Given data START

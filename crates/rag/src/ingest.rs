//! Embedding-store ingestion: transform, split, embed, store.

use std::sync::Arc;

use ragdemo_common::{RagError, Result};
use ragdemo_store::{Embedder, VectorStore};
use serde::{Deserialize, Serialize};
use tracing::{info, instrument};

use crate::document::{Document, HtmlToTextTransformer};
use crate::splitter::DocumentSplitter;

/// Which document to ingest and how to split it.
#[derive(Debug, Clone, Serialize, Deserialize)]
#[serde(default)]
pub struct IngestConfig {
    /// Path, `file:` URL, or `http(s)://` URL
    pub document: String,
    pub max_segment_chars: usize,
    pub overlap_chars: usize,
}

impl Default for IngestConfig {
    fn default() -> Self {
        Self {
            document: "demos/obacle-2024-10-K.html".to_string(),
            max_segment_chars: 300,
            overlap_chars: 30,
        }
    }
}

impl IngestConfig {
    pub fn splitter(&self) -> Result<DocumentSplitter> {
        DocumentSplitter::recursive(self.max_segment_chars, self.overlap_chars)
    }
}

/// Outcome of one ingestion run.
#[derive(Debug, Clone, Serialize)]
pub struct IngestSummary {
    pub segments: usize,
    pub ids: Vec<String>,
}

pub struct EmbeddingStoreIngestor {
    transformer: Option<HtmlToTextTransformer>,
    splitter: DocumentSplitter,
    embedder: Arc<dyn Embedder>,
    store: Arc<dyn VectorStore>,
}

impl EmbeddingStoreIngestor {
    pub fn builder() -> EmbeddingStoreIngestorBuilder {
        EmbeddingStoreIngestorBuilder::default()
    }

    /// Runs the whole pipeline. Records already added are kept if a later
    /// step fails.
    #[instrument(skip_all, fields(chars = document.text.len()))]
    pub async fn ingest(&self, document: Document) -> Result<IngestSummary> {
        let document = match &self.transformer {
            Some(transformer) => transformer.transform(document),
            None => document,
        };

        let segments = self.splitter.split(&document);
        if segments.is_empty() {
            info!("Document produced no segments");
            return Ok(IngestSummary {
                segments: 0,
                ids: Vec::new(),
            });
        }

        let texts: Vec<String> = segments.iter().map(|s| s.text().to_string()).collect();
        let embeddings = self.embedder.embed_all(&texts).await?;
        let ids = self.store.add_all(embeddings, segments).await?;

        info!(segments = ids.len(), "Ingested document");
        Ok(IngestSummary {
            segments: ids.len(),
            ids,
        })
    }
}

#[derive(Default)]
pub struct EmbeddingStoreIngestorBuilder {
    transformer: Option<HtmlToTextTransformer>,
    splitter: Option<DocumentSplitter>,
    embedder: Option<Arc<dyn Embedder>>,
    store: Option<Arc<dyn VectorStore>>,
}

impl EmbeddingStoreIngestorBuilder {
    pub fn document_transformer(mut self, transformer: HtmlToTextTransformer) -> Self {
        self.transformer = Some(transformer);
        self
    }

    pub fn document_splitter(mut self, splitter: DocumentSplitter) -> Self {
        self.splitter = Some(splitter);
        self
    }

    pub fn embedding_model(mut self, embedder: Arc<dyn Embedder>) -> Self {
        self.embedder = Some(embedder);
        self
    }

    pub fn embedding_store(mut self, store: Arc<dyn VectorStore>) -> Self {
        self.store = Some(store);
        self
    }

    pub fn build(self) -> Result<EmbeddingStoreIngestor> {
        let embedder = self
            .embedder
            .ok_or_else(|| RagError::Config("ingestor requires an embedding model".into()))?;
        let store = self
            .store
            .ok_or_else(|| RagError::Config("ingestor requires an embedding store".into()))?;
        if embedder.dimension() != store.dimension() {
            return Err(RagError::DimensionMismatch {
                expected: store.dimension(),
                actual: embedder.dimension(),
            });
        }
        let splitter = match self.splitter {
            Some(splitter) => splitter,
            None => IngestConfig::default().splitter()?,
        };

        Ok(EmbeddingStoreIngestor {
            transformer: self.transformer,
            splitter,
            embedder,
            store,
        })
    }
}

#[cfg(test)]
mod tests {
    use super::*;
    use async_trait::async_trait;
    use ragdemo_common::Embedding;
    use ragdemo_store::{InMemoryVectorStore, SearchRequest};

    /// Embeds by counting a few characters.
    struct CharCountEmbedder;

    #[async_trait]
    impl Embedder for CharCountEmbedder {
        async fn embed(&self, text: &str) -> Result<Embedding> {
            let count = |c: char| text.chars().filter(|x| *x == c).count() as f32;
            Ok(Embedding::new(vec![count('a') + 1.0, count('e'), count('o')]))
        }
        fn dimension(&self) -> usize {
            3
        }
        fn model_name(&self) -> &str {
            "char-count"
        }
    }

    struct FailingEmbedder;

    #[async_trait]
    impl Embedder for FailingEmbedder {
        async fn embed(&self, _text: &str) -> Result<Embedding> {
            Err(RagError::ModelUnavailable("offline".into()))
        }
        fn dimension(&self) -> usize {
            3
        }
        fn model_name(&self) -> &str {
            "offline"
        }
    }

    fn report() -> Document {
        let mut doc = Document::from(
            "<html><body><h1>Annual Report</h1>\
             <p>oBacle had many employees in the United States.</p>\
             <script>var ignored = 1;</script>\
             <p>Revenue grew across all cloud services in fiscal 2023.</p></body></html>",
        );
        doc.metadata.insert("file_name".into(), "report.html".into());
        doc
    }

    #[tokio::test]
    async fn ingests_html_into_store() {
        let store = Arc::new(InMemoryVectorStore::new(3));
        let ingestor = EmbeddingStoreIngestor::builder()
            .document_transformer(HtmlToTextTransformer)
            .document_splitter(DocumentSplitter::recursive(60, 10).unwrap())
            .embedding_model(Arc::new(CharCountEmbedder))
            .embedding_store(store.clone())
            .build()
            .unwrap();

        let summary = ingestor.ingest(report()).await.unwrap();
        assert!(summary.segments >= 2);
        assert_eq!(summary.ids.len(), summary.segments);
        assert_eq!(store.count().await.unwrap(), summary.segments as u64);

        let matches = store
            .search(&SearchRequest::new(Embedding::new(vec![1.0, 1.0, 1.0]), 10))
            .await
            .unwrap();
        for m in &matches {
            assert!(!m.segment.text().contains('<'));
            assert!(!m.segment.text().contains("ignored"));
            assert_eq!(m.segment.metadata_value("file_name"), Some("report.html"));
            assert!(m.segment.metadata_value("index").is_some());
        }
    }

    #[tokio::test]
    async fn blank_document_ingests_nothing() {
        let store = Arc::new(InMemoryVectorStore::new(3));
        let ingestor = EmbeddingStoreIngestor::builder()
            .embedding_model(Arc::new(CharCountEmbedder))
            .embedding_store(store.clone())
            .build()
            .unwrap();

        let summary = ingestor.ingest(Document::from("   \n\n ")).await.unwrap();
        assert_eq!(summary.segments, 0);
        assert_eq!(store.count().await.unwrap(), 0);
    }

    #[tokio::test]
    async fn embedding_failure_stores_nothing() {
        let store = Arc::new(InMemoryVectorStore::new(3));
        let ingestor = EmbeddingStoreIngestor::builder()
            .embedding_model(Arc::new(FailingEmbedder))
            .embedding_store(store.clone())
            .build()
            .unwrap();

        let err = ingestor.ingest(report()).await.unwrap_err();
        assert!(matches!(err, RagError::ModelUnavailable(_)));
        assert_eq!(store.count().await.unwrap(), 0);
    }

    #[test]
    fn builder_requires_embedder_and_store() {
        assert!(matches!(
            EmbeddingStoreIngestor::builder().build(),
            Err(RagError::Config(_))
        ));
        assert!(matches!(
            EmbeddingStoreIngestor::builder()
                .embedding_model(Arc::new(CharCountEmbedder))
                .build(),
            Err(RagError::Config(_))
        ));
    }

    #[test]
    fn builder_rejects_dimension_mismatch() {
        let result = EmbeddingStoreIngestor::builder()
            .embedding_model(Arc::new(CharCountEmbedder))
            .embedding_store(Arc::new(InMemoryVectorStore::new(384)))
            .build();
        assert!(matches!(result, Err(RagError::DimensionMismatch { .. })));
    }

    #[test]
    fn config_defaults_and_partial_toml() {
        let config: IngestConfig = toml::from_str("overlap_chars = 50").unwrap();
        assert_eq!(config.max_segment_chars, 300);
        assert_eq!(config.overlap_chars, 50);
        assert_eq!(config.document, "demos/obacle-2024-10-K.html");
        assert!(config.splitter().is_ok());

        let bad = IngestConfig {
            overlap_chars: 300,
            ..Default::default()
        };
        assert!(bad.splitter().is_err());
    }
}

Given data END

Copy, please, every line from the start of the entries down to the line that holds "one ingestion run.", with both of those lines included and no others.

filename crates/rag/src/ingest.rs
//! Embedding-store ingestion: transform, split, embed, store.

use std::sync::Arc;

use ragdemo_common::{RagError, Result};
use ragdemo_store::{Embedder, VectorStore};
use serde::{Deserialize, Serialize};
use tracing::{info, instrument};

use crate::document::{Document, HtmlToTextTransformer};
use crate::splitter::DocumentSplitter;

/// Which document to ingest and how to split it.
#[derive(Debug, Clone, Serialize, Deserialize)]
#[serde(default)]
pub struct IngestConfig {
    /// Path, `file:` URL, or `http(s)://` URL
    pub document: String,
    pub max_segment_chars: usize,
    pub overlap_chars: usize,
}

impl Default for IngestConfig {
    fn default() -> Self {
        Self {
            document: "demos/obacle-2024-10-K.html".to_string(),
            max_segment_chars: 300,
            overlap_chars: 30,
        }
    }
}

impl IngestConfig {
    pub fn splitter(&self) -> Result<DocumentSplitter> {
        DocumentSplitter::recursive(self.max_segment_chars, self.overlap_chars)
    }
}

/// Outcome of one ingestion run.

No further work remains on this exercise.